Когда поспела брусника, носили они её вёдрами. Много уродилось брусники.
— Во как облапошились мы с вами в это лето, мальцы. Глядишь, на машине поедем в школу учиться. Мамка-то ваша удивится! Жалко, что у меня нету прав. Купили бы у Палыча машину его. Чего зря ржавеет?
— Ну ты даёшь, бабуль, — поражался Серёжка, — Круто мыслишь! Может, пойдёшь учиться вождению?
— А придётся, так и пойду. Что ж. Поставлю вас на ноги, потом отдохну. А пока поработаю. Пойду учиться, если Палыч машину продаст.
— Эх, если б не школа, остались бы мы и на клюкву. Тогда бы точно пришлось тебе на права сдавать, бабуль, — улыбался Стёпа.
— В клюкву одна я не пойду. Болота боюсь. Ну его, не люблю болото. Гады там.
— Эх, кабы не школа.
Наступил сентябрь, внуки уехали учиться, и баба Настя осталась одна. Потихоньку стали разъезжаться в городские квартиры на зиму дачники. Коренные жители копали картошку, а бабка по старой привычке не вылезала из леса — собирала клюкву и мочила её в бочках для продажи зимой.
Вертолёт больше над деревней не летал, а в конце сентября приехал сосед Петя — внук её умершей подруги Глаши. Приехал проведывать дом, поправить забор, подлатать крышу на баньке. Зашёл к бабе Насте. Пока суд да дело, чай да квас, щи да стопочка, Петя и говорит:
— Ну что, баба Настя, хорошо я вам нынче подмог в бизнесе вашем?
— В каком таком бизнесе, сынок?
— В ягодном. Это ж я с вертолёта дачников медведем от леса отпугивал.
— Ты?.
— Ну, а кто? Я ж лётчик.
— Как же так, — расстроилась баба Настя, — я думала, ты на дальних вертопланах служишь, на тех, что вон там, в космосе.
Бабка махнула рукой в высокое небо.
— Разве ты не на этих, на которых ездиют за тридевять земель. это. жопы греть. ага.
— Нет, я на вертолёте летаю.
— Ах, сынок-сынок.
Баба Настя сокрушённо села к столу и свесила голову.
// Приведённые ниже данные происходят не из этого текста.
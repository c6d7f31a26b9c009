//! Music Assistant session client - Main Entry Point

use clap::{Parser, Subcommand};
use ma_session::observability::init_default_logging;
use ma_session::protocol::{MediaEvent, ServerEvent};
use ma_session::session::{ConnectionState, ControlHandle, MediaHandle};
use ma_session::transport::WebSocketConnector;
use ma_session::{ControlProtocol, MediaProtocol, SessionConfig, SessionEngine, SessionError};
use serde_json::Value;
use std::path::PathBuf;
use std::process;
use tokio::signal;
use tokio::sync::broadcast::{self, error::RecvError};
use tracing::{debug, error, info, trace, warn, Instrument};

/// Resilient session client for Music Assistant servers
#[derive(Parser)]
#[command(name = "ma-session")]
#[command(about = "Keep control and media sessions to a Music Assistant server alive")]
#[command(version)]
struct Cli {
    /// Configuration file path
    #[arg(short, long, value_name = "FILE", env = "MA_SESSION_CONFIG")]
    config: Option<PathBuf>,

    #[command(subcommand)]
    command: Commands,
}

#[derive(Subcommand)]
enum Commands {
    /// Connect and stay connected, logging server events
    Run,
    /// Send one command and print its result as JSON
    Call {
        /// Command name, e.g. `players/all`
        command: String,
        /// Arguments as a JSON object
        #[arg(long, default_value = "{}")]
        args: String,
    },
    /// Validate configuration
    Config {
        /// Show current configuration
        #[arg(long)]
        show: bool,
    },
}

#[tokio::main]
async fn main() {
    let cli = Cli::parse();

    init_default_logging();

    debug!("Starting ma-session v{}", env!("CARGO_PKG_VERSION"));

    let config = match load_configuration(&cli.config) {
        Ok(config) => config,
        Err(e) => {
            error!("Failed to load configuration: {}", e);
            process::exit(1);
        }
    };

    let result = match cli.command {
        Commands::Run => run_sessions(config).await,
        Commands::Call { command, args } => call_command(config, &command, &args).await,
        Commands::Config { show } => handle_config_command(&config, show),
    };

    if let Err(e) = result {
        error!("Command failed: {}", e);
        process::exit(1);
    }
}

fn load_configuration(
    config_path: &Option<PathBuf>,
) -> Result<SessionConfig, Box<dyn std::error::Error>> {
    if let Some(path) = config_path {
        info!("Loading configuration from: {}", path.display());
        return Ok(SessionConfig::load_from_file(path)?);
    }

    for path_str in ["ma-session.toml", "config/ma-session.toml"] {
        let path = PathBuf::from(path_str);
        if path.exists() {
            info!("Loading configuration from: {}", path.display());
            return Ok(SessionConfig::load_from_file(&path)?);
        }
    }

    Err("No configuration file found. Provide one with -c/--config or create ma-session.toml".into())
}

async fn run_sessions(config: SessionConfig) -> Result<(), Box<dyn std::error::Error>> {
    let engine_config = config.engine_config();
    let target = config.target()?;

    let control = SessionEngine::spawn(
        ControlProtocol::new(),
        WebSocketConnector::new(),
        engine_config.clone(),
    );
    let media = config.client_hello().map(|hello| {
        SessionEngine::spawn(
            MediaProtocol::new(hello),
            WebSocketConnector::new(),
            engine_config.clone(),
        )
    });

    tokio::spawn(log_control_events(control.subscribe()));
    if let Some(media) = &media {
        tokio::spawn(log_media_events(media.subscribe()));
    }

    async {
        control.connect(target.clone()).await?;
        if let Some(media) = &media {
            media.connect(target).await?;
        }
        Ok::<_, SessionError>(())
    }
    .instrument(ma_session::lifecycle_span!(event = "startup"))
    .await?;

    let mut sigint = signal::unix::signal(signal::unix::SignalKind::interrupt())?;
    let mut sigterm = signal::unix::signal(signal::unix::SignalKind::terminate())?;
    let mut sigusr1 = signal::unix::signal(signal::unix::SignalKind::user_defined1())?;

    info!("Session client running");

    let outcome = loop {
        tokio::select! {
            _ = sigint.recv() => {
                info!("Received SIGINT, shutting down gracefully...");
                break Ok(());
            }
            _ = sigterm.recv() => {
                info!("Received SIGTERM, shutting down gracefully...");
                break Ok(());
            }
            _ = sigusr1.recv() => {
                info!("Received SIGUSR1, checking sessions");
                reconnect_all(&control, media.as_ref()).await;
            }
            error = wait_for_terminal(&control) => {
                error!(error = %error, "Control session stopped permanently");
                break Err(error);
            }
        }
    };

    async {
        log_metrics(&control, media.as_ref());
        if let Some(media) = &media {
            media.shutdown().await?;
        }
        control.shutdown().await?;
        info!("Session client stopped");
        Ok::<_, SessionError>(())
    }
    .instrument(ma_session::lifecycle_span!(event = "shutdown"))
    .await?;

    outcome.map_err(Into::into)
}

async fn reconnect_all(control: &ControlHandle, media: Option<&MediaHandle>) {
    match control.reconnect_if_needed().await {
        Ok(started) => debug!(started, "Control reconnect check"),
        Err(e) => warn!(error = %e, "Control reconnect check failed"),
    }
    if let Some(media) = media {
        match media.reconnect_if_needed().await {
            Ok(started) => debug!(started, "Media reconnect check"),
            Err(e) => warn!(error = %e, "Media reconnect check failed"),
        }
    }
}

/// Resolves once the engine gave up on its own
async fn wait_for_terminal(handle: &ControlHandle) -> SessionError {
    let mut state = handle.watch_state();
    loop {
        let is_error = matches!(*state.borrow_and_update(), ConnectionState::Error(_));
        if is_error {
            if let Some(error) = handle.terminal_error() {
                return error;
            }
        }
        if state.changed().await.is_err() {
            return SessionError::EngineStopped;
        }
    }
}

async fn call_command(
    config: SessionConfig,
    command: &str,
    args: &str,
) -> Result<(), Box<dyn std::error::Error>> {
    let args: Value = serde_json::from_str(args)?;
    let engine_config = config.engine_config();
    let wait = engine_config.hello_timeout + engine_config.request_timeout;

    let control = SessionEngine::spawn(
        ControlProtocol::new(),
        WebSocketConnector::new(),
        engine_config,
    );
    control.connect(config.target()?).await?;

    let result = async {
        control.wait_connected(wait).await?;
        control.call(command, args).await
    }
    .await;

    control.shutdown().await?;
    println!("{}", serde_json::to_string_pretty(&result?)?);
    Ok(())
}

fn handle_config_command(
    config: &SessionConfig,
    show: bool,
) -> Result<(), Box<dyn std::error::Error>> {
    if show {
        println!("{}", toml::to_string_pretty(config)?);
    }

    info!("Configuration validation complete");
    Ok(())
}

async fn log_control_events(mut events: broadcast::Receiver<ServerEvent>) {
    loop {
        match events.recv().await {
            Ok(ServerEvent::Error { code, details }) => {
                warn!(code, details = %details, "Server error event")
            }
            Ok(event) => info!(event = event.name(), "Server event"),
            Err(RecvError::Lagged(skipped)) => warn!(skipped, "Control event subscriber lagged"),
            Err(RecvError::Closed) => break,
        }
    }
}

async fn log_media_events(mut events: broadcast::Receiver<MediaEvent>) {
    loop {
        match events.recv().await {
            Ok(MediaEvent::Connected(server)) => {
                info!(server_id = %server.server_id, "Media session connected")
            }
            Ok(MediaEvent::StreamStart(format)) => info!(
                codec = %format.format.codec,
                sample_rate = format.format.sample_rate,
                "Stream started"
            ),
            Ok(MediaEvent::StreamEnd) => info!("Stream ended"),
            Ok(MediaEvent::AudioChunk { timestamp_us, data }) => {
                trace!(timestamp_us, bytes = data.len(), "Audio chunk")
            }
            Ok(MediaEvent::Error { message }) => warn!(message = %message, "Media error event"),
            Err(RecvError::Lagged(skipped)) => warn!(skipped, "Media event subscriber lagged"),
            Err(RecvError::Closed) => break,
        }
    }
}

fn log_metrics(control: &ControlHandle, media: Option<&MediaHandle>) {
    let snapshots = std::iter::once(control.metrics()).chain(media.map(|m| m.metrics()));
    for snapshot in snapshots {
        match serde_json::to_string(&snapshot) {
            Ok(json) => info!(channel = %snapshot.channel, metrics = %json, "Session metrics"),
            Err(e) => warn!(error = %e, "Failed to serialize metrics"),
        }
    }
}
— Да и как же ты так дослужился? Довели тебя, али сам ты дошёл ты до того, чтоб из говорильника народ стращать?
— Я ж шутил!
— Не знаю я таких шуток, сынок. Палыч ведь так лес любит! Он океану не боится, а от пауков и лягух бегом бежит. А тут — медведь. Конечно, всё лето дома просидел. Ах, сынок-сынок, бессовестник.
Петя весь вечер оправдывался, объяснял, что медведица с медвежатами и вправду бродила по лесам, что в соседнем районе пропали аж четыре человека, которых они с вертолёта и искали, но бабка не верила и всё понуро качала головой, приговаривая:
— Ай, сынок-сынок. Да-к. Ага. Не-а. Кровинушка ты моя. Ага-к. Ну уж. Не-а..Ай-ай..Бессовестник. ага-к.